The retail giant was recently awarded a US patent for a “Customized electronic books with supplemental content” (Patent #8478662). The patent was applied for in November 2010, about 10 months before Amazon unveiled Kindle X-Ray, and in spite of the less than specific wording of the patent I do believe they are related.
As you probably know, Amazon launch X-Ray in Fall 2011. This addition to the Kindle platform featured character bios, place descriptions, and other supplemental content drawn from Shelfari, one of Amazon’s social networks.
If you ask me, that sounds like it could be covered by this patent. Here’s the abstract; tell me if you can see the similarities:
Architectures and techniques are described to provide customized versions of electronic books with various supplemental content items. The electronic books include a framework having core content that is provided with each electronic book and supplemental content portions that are populated with supplemental content items based on the preferences of particular readers of the electronic books. In some cases, the electronic books may include supplemental content options that are selectable to provide access to supplemental content items by readers of the electronic books. The supplemental content items accessible via the supplement content options may also depend on the preferences of the readers.
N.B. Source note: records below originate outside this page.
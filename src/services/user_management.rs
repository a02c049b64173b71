//! User management: users and batch user requests.

use super::{operation, to_query_map};
use crate::client::{RequestExecutor, RequestOptions};
use crate::errors::PercipioResult;
use crate::transport::ResponseEnvelope;
use chrono::{DateTime, Utc};
use serde::{Deserialize, Serialize};

const USERS: &str = "/user-management/v1/organizations/{orgId}/users";
const USER_BY_UUID: &str = "/user-management/v1/organizations/{orgId}/users/{id}";
const USER_BY_EXTERNAL_ID: &str =
    "/user-management/v1/organizations/{orgId}/users/external-user-id/{externalUserId}";
const USER_BY_LOGIN_NAME: &str =
    "/user-management/v1/organizations/{orgId}/users/login-name/{loginName}";
const USER_BY_LOGIN_NAME_OR_EMAIL: &str =
    "/user-management/v1/organizations/{orgId}/users/login-name-or-email/{loginNameOrEmail}";
const BATCH_USERS: &str = "/user-management/v1/organizations/{orgId}/batch-users-request";
const BATCH_USERS_BY_ID: &str =
    "/user-management/v1/organizations/{orgId}/batch-users-request/{batchUsersRequestId}";

/// User management operations
pub struct UserManagementService<'a> {
    executor: &'a dyn RequestExecutor,
}

impl<'a> UserManagementService<'a> {
    /// Creates a new user management group
    pub fn new(executor: &'a dyn RequestExecutor) -> Self {
        Self { executor }
    }

    /// Fetches a page of users
    pub async fn get_users(
        &self,
        params: &GetUsersParams,
        options: RequestOptions,
    ) -> PercipioResult<ResponseEnvelope> {
        let query = to_query_map(params)?;
        self.executor
            .get(operation(USERS, options).query_params(query))
            .await
    }

    /// Creates a user
    pub async fn create_user<T>(
        &self,
        user: &T,
        options: RequestOptions,
    ) -> PercipioResult<ResponseEnvelope>
    where
        T: Serialize + ?Sized,
    {
        let options = operation(USERS, options).json_body(user)?;
        self.executor.post(options).await
    }

    /// Fetches a user by Percipio UUID
    pub async fn get_user_by_uuid(
        &self,
        id: &str,
        options: RequestOptions,
    ) -> PercipioResult<ResponseEnvelope> {
        self.executor
            .get(operation(USER_BY_UUID, options).placeholder("id", id))
            .await
    }

    /// Updates a user by Percipio UUID
    pub async fn update_user_by_uuid<T>(
        &self,
        id: &str,
        user: &T,
        options: RequestOptions,
    ) -> PercipioResult<ResponseEnvelope>
    where
        T: Serialize + ?Sized,
    {
        let options = operation(USER_BY_UUID, options)
            .placeholder("id", id)
            .json_body(user)?;
        self.executor.patch(options).await
    }

    /// Fetches a user by external user id
    pub async fn get_user_by_external_user_id(
        &self,
        external_user_id: &str,
        options: RequestOptions,
    ) -> PercipioResult<ResponseEnvelope> {
        let options =
            operation(USER_BY_EXTERNAL_ID, options).placeholder("externalUserId", external_user_id);
        self.executor.get(options).await
    }

    /// Creates or updates a user by external user id
    pub async fn upsert_user_by_external_user_id<T>(
        &self,
        external_user_id: &str,
        user: &T,
        options: RequestOptions,
    ) -> PercipioResult<ResponseEnvelope>
    where
        T: Serialize + ?Sized,
    {
        let options = operation(USER_BY_EXTERNAL_ID, options)
            .placeholder("externalUserId", external_user_id)
            .json_body(user)?;
        self.executor.patch(options).await
    }

    /// Fetches a user by login name
    pub async fn get_user_by_login_name(
        &self,
        login_name: &str,
        options: RequestOptions,
    ) -> PercipioResult<ResponseEnvelope> {
        let options = operation(USER_BY_LOGIN_NAME, options).placeholder("loginName", login_name);
        self.executor.get(options).await
    }

    /// Creates or updates a user by login name
    pub async fn upsert_user_by_login_name<T>(
        &self,
        login_name: &str,
        user: &T,
        options: RequestOptions,
    ) -> PercipioResult<ResponseEnvelope>
    where
        T: Serialize + ?Sized,
    {
        let options = operation(USER_BY_LOGIN_NAME, options)
            .placeholder("loginName", login_name)
            .json_body(user)?;
        self.executor.patch(options).await
    }

    /// Fetches a user by login name or email
    pub async fn get_user_by_email_id(
        &self,
        login_name_or_email: &str,
        options: RequestOptions,
    ) -> PercipioResult<ResponseEnvelope> {
        let options = operation(USER_BY_LOGIN_NAME_OR_EMAIL, options)
            .placeholder("loginNameOrEmail", login_name_or_email);
        self.executor.get(options).await
    }

    /// Submits a batch of users to create or update
    pub async fn create_batch_users_request<T>(
        &self,
        users: &[T],
        options: RequestOptions,
    ) -> PercipioResult<ResponseEnvelope>
    where
        T: Serialize,
    {
        let options = operation(BATCH_USERS, options).json_body(users)?;
        self.executor.post(options).await
    }

    /// Fetches the status of a batch users request
    pub async fn get_batch_users_request(
        &self,
        batch_users_request_id: &str,
        options: RequestOptions,
    ) -> PercipioResult<ResponseEnvelope> {
        let options = operation(BATCH_USERS_BY_ID, options)
            .placeholder("batchUsersRequestId", batch_users_request_id);
        self.executor.get(options).await
    }
}

/// User listing query parameters
#[derive(Debug, Clone, PartialEq, Eq, Serialize, Deserialize)]
#[serde(rename_all = "camelCase")]
pub struct GetUsersParams {
    /// Number of users to skip
    pub offset: u32,
    /// Maximum number of users to return
    pub max: u32,
    /// Only users updated since this time
    #[serde(skip_serializing_if = "Option::is_none")]
    pub updated_since: Option<DateTime<Utc>>,
}

impl Default for GetUsersParams {
    fn default() -> Self {
        Self {
            offset: 0,
            max: 1000,
            updated_since: None,
        }
    }
}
The claims listed in the patent go on to list quite a few more sophisticated possibilities that aren’t part of X-Ray, including a decision point for adding supplemental content based on whether the creator of the supplemental content was in the same social network as the recipient, as well as a decision point which adds the content based on the reputation of the creator of the supplemental content and/or some relevant personal detail about the recipient.
Public Notes was launched in early 2011, only a few months after Amazon filed for this patent. Tell me, have you ever read a Kindle ebook and looked at what other users highlighted and typed? That activity is covered by this patent.
I’m not surprised that Amazon included multiple activities under a single patent; they are efficient like that. You might recall the story from February 2013 about Amazon’s newly awarded patent on selling used ebooks. Buried in among the used ebook claims were several that closely fit the description and activities of the Kindle Owner’s Lending Library, the free program that lets Kindle owning Amazon Prime Members borrow one free ebook each month.
The KOLL program had been launched over a year before that patent was awarded, which again came as no surprise.
P.S. Wired beat me to the story, but they missed the fact that Amazon had already implemented several parts of this patent. Whoops.